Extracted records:
━━━━━━━━

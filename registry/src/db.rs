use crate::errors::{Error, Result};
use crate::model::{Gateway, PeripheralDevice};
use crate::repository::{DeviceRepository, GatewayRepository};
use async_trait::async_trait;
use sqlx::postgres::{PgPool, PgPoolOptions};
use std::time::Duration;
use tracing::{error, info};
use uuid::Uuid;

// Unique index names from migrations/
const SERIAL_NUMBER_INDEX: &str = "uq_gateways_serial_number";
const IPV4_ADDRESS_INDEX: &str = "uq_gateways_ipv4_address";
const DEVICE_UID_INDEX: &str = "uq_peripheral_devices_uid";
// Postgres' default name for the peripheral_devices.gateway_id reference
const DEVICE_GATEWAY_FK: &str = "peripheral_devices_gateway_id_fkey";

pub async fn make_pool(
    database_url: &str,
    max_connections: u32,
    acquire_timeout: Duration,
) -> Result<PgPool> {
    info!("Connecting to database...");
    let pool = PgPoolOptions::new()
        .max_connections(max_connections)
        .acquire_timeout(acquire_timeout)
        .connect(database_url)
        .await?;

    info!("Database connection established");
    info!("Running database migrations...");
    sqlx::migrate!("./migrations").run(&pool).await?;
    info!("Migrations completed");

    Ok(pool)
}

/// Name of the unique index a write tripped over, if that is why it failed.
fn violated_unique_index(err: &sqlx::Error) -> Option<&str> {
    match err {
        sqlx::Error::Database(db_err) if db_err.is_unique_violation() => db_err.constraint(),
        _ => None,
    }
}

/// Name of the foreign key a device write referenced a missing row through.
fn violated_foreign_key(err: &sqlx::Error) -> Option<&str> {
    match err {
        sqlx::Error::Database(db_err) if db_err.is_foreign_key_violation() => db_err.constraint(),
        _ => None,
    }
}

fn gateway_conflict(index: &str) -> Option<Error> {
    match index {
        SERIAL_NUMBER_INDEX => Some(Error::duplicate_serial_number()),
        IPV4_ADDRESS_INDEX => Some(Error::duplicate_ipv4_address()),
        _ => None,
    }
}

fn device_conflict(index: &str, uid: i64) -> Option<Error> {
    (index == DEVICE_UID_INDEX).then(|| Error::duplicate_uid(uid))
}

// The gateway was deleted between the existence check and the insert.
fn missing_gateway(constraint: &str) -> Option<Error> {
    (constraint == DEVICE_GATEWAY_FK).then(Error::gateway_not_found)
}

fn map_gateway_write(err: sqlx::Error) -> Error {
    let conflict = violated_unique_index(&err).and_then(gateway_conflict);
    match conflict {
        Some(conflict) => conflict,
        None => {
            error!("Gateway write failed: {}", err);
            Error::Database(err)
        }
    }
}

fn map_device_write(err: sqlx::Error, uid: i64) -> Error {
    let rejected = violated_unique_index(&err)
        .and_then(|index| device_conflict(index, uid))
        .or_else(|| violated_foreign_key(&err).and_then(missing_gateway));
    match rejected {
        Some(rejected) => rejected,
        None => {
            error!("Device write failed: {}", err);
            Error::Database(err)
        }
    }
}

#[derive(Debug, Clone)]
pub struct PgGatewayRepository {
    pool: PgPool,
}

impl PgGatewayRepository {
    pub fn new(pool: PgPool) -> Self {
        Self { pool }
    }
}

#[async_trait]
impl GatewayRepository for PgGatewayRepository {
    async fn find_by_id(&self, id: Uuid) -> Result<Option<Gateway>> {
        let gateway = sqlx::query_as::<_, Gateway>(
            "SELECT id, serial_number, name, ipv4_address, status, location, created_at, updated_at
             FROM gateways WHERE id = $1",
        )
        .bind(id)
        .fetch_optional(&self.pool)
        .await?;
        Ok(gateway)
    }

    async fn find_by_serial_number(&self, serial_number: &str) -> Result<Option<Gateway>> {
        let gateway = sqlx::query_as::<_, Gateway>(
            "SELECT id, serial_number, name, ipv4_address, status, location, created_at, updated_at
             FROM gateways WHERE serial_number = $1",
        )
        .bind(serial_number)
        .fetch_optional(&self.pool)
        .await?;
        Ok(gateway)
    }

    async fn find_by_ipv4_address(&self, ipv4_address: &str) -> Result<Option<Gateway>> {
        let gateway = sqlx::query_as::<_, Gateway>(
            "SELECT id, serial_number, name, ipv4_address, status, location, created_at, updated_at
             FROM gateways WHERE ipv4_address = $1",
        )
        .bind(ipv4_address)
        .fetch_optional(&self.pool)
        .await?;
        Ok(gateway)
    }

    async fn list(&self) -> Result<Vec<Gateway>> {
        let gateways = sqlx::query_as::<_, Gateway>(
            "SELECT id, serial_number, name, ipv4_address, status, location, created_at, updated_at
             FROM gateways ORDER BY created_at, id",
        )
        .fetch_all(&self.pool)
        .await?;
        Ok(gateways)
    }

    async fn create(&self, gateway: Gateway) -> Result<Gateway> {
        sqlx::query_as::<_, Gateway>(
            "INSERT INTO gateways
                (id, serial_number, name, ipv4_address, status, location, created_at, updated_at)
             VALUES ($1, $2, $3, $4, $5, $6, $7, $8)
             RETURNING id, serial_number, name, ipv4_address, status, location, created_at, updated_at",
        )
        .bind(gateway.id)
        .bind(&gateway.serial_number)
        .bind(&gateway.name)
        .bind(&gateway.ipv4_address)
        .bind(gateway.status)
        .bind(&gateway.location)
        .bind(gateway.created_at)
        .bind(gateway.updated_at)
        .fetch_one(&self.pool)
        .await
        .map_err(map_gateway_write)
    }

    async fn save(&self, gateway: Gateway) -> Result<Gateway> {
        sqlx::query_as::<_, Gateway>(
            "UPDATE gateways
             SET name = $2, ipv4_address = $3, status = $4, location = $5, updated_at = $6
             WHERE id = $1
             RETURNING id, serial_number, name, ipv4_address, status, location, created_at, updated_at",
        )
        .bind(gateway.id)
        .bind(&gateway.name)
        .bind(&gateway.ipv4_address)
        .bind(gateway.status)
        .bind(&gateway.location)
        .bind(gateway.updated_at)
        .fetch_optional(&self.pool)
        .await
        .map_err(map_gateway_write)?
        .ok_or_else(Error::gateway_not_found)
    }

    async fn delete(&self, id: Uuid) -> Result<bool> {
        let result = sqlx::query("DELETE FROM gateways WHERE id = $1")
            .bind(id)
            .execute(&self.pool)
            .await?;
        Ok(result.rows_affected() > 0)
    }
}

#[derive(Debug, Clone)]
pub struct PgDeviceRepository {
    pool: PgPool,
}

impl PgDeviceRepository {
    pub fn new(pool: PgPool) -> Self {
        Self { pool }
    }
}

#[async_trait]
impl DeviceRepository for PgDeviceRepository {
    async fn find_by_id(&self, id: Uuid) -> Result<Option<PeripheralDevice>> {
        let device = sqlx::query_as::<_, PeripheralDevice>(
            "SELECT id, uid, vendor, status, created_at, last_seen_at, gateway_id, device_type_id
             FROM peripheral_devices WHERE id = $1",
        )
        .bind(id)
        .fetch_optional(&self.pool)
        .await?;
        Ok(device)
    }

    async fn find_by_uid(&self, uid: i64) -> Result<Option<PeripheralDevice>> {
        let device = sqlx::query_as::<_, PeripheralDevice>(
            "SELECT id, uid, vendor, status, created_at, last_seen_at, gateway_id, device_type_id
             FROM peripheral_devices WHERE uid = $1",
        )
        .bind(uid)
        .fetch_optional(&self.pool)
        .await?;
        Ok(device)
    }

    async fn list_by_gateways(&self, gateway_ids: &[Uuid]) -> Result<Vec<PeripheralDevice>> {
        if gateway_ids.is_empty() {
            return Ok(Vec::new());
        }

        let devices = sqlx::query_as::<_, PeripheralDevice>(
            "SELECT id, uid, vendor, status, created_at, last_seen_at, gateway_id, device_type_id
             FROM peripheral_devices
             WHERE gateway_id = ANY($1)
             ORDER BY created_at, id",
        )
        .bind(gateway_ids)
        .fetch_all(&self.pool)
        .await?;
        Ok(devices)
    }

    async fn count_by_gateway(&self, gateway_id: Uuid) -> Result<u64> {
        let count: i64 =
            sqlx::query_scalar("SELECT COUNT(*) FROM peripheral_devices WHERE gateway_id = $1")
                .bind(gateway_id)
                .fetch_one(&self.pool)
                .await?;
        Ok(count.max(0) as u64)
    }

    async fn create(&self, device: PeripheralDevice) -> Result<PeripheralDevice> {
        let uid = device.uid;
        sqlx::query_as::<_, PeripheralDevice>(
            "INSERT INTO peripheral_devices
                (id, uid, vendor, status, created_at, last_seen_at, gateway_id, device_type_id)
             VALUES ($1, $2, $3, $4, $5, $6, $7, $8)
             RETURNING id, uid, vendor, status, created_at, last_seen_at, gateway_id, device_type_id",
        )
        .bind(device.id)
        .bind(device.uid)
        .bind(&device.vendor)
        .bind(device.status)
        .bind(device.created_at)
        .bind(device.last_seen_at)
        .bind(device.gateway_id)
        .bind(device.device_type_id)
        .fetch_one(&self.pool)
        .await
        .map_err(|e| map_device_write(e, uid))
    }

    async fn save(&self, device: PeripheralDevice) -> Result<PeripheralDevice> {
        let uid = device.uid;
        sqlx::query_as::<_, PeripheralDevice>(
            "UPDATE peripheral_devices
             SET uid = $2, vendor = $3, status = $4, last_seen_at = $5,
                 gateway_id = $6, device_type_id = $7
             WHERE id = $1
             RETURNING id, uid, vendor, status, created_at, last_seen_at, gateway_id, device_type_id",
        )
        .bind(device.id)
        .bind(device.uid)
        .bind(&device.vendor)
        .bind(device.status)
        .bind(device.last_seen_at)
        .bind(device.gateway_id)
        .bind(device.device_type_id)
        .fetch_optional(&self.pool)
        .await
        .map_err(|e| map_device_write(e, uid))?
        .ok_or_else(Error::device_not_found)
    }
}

━━━━━━━━

Problem requirements:
"PeripheralDevice" is the word to look for; copy every line of the data that has it.

Task solution:
use crate::model::{Gateway, PeripheralDevice};
    async fn find_by_id(&self, id: Uuid) -> Result<Option<PeripheralDevice>> {
        let device = sqlx::query_as::<_, PeripheralDevice>(
    async fn find_by_uid(&self, uid: i64) -> Result<Option<PeripheralDevice>> {
        let device = sqlx::query_as::<_, PeripheralDevice>(
    async fn list_by_gateways(&self, gateway_ids: &[Uuid]) -> Result<Vec<PeripheralDevice>> {
        let devices = sqlx::query_as::<_, PeripheralDevice>(
    async fn create(&self, device: PeripheralDevice) -> Result<PeripheralDevice> {
        sqlx::query_as::<_, PeripheralDevice>(
    async fn save(&self, device: PeripheralDevice) -> Result<PeripheralDevice> {
        sqlx::query_as::<_, PeripheralDevice>(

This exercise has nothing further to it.